§ **Task inputs**:
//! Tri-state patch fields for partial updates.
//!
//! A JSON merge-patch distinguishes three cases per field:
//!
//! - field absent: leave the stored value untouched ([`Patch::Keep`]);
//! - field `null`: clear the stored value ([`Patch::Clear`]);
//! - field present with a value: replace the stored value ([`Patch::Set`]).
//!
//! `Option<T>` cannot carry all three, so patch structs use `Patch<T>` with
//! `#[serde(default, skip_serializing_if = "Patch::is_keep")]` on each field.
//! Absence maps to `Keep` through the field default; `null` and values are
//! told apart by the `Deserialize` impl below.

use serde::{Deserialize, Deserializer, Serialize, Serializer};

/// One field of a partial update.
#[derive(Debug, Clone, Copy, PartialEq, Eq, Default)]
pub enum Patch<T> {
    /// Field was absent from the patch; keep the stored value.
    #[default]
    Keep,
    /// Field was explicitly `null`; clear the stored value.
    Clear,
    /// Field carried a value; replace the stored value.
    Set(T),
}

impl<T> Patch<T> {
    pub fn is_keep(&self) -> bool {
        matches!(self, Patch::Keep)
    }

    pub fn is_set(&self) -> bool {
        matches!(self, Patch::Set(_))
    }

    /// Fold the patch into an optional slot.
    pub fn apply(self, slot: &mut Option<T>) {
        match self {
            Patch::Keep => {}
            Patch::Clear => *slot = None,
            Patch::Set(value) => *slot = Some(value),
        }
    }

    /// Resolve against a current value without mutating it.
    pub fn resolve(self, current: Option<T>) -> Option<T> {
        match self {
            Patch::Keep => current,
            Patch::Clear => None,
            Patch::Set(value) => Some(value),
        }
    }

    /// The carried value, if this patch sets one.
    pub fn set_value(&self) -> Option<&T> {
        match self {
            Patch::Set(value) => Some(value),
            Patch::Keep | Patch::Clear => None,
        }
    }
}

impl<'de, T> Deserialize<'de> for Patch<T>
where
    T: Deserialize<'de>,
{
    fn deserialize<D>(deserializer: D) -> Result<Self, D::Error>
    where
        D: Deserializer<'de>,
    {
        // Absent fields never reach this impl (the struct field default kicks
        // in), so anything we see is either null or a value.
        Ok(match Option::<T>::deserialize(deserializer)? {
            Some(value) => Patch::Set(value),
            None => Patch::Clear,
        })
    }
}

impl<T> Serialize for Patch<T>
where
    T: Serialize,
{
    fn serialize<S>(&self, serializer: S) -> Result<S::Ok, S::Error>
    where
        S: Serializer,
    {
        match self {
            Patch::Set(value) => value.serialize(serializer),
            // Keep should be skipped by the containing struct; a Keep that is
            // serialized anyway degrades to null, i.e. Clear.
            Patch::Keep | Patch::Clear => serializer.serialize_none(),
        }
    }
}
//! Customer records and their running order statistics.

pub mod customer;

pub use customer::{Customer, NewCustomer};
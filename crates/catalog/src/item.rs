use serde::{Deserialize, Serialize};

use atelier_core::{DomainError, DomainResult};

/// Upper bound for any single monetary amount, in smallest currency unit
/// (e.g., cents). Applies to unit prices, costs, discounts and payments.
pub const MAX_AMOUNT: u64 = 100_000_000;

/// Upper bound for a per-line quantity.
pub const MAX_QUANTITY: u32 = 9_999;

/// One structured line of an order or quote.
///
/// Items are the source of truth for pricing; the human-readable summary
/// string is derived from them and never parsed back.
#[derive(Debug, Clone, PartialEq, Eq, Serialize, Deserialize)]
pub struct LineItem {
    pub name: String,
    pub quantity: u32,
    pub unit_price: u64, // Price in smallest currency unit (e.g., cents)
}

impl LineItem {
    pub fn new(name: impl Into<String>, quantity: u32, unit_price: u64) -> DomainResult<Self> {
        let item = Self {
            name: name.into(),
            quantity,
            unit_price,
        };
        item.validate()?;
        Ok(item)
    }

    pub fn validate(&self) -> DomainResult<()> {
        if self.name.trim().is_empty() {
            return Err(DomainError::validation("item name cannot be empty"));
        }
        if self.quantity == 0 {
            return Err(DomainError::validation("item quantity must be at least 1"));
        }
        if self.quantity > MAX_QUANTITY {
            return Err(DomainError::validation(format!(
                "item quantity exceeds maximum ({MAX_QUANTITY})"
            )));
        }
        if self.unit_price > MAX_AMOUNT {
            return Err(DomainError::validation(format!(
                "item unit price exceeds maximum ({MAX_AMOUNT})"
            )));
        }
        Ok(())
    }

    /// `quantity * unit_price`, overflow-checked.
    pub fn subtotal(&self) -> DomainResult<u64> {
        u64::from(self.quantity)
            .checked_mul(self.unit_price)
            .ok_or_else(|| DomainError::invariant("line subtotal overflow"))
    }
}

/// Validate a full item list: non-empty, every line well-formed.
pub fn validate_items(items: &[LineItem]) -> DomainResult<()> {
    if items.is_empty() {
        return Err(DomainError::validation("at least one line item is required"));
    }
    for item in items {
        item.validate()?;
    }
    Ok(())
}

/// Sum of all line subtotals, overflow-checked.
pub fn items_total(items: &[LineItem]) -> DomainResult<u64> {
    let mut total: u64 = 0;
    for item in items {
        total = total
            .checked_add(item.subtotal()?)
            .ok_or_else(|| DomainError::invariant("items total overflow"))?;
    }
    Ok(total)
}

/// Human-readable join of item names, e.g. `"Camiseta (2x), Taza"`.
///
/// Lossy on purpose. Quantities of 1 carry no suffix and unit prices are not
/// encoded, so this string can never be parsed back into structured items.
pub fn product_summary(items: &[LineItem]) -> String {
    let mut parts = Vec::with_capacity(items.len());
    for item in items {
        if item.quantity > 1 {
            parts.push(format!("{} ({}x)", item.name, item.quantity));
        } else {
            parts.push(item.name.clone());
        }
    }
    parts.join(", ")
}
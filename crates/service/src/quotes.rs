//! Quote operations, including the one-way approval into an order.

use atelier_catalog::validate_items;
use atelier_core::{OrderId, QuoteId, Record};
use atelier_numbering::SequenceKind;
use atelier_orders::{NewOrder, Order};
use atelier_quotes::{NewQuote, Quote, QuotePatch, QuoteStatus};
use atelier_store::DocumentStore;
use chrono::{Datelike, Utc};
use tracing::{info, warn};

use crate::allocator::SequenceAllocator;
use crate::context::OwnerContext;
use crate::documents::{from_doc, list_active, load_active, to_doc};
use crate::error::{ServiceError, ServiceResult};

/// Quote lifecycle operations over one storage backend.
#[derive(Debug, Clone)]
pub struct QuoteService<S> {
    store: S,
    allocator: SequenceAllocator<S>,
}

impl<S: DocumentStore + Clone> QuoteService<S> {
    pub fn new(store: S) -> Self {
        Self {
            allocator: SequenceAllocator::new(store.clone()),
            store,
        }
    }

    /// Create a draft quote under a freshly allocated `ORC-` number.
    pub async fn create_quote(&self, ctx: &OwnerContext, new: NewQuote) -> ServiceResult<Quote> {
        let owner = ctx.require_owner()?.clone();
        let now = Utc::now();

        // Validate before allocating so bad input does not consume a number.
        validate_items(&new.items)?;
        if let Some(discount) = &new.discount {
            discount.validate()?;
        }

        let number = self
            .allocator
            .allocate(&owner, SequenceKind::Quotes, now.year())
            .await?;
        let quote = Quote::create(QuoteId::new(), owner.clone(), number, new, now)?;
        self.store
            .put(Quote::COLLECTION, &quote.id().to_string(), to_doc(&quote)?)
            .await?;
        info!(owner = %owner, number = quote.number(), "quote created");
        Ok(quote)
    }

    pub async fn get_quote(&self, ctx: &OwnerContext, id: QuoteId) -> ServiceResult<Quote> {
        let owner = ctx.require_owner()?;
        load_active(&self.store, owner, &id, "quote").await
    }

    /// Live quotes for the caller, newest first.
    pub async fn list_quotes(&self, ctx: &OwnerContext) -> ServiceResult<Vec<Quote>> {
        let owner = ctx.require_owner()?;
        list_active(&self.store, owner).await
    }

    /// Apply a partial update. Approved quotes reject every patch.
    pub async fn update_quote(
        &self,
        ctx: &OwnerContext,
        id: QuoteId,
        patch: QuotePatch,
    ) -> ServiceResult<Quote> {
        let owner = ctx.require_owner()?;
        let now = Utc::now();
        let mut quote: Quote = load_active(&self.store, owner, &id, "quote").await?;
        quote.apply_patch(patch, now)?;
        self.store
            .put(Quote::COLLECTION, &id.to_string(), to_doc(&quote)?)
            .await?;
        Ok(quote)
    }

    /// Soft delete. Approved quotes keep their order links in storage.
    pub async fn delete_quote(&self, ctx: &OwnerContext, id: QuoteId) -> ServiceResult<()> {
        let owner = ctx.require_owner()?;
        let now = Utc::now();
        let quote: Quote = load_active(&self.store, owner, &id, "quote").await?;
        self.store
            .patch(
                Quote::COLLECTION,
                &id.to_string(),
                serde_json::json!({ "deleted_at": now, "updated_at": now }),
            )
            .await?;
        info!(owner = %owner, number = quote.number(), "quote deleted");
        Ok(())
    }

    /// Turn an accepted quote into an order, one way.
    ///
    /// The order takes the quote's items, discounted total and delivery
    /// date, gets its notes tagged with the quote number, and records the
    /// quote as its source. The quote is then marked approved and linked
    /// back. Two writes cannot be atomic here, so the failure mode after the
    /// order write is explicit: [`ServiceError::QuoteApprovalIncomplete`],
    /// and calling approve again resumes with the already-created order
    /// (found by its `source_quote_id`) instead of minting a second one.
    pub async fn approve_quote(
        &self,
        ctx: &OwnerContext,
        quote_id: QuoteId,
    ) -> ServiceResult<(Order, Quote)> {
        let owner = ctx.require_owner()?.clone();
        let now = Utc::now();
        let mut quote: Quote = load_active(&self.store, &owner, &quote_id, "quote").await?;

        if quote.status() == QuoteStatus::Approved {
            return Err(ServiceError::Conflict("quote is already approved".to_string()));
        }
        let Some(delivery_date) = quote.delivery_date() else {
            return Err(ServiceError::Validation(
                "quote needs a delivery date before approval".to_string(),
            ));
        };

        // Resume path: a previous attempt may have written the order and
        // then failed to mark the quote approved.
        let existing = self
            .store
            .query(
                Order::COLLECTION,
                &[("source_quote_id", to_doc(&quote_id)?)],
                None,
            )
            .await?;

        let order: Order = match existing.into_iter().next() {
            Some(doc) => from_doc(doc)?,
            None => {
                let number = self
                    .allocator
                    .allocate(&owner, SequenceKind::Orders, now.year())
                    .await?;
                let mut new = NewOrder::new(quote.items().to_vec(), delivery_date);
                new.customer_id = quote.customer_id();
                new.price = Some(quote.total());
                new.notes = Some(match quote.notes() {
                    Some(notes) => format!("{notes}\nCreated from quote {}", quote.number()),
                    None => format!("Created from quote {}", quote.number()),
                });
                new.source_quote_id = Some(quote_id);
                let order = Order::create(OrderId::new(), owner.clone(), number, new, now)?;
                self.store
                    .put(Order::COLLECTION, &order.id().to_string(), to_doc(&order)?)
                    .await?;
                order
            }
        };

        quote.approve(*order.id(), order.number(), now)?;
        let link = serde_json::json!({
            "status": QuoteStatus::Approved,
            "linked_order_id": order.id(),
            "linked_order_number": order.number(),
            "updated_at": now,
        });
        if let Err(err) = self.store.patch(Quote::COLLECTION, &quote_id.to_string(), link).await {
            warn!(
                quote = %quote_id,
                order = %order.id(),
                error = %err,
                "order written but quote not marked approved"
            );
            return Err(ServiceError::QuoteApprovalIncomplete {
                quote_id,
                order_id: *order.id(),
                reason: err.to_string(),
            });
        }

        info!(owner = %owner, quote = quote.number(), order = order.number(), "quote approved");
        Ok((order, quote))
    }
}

§ **The problem**:
Once you find the line with "Order::create(OrderId::new(), owner.clone(), number, new, now)?;" in the entries above, output it and each line after it up to and including the line with "if let Err(err)", and nothing else.

§ **Task solution**:
                let order = Order::create(OrderId::new(), owner.clone(), number, new, now)?;
                self.store
                    .put(Order::COLLECTION, &order.id().to_string(), to_doc(&order)?)
                    .await?;
                order
            }
        };

        quote.approve(*order.id(), order.number(), now)?;
        let link = serde_json::json!({
            "status": QuoteStatus::Approved,
            "linked_order_id": order.id(),
            "linked_order_number": order.number(),
            "updated_at": now,
        });
        if let Err(err) = self.store.patch(Quote::COLLECTION, &quote_id.to_string(), link).await {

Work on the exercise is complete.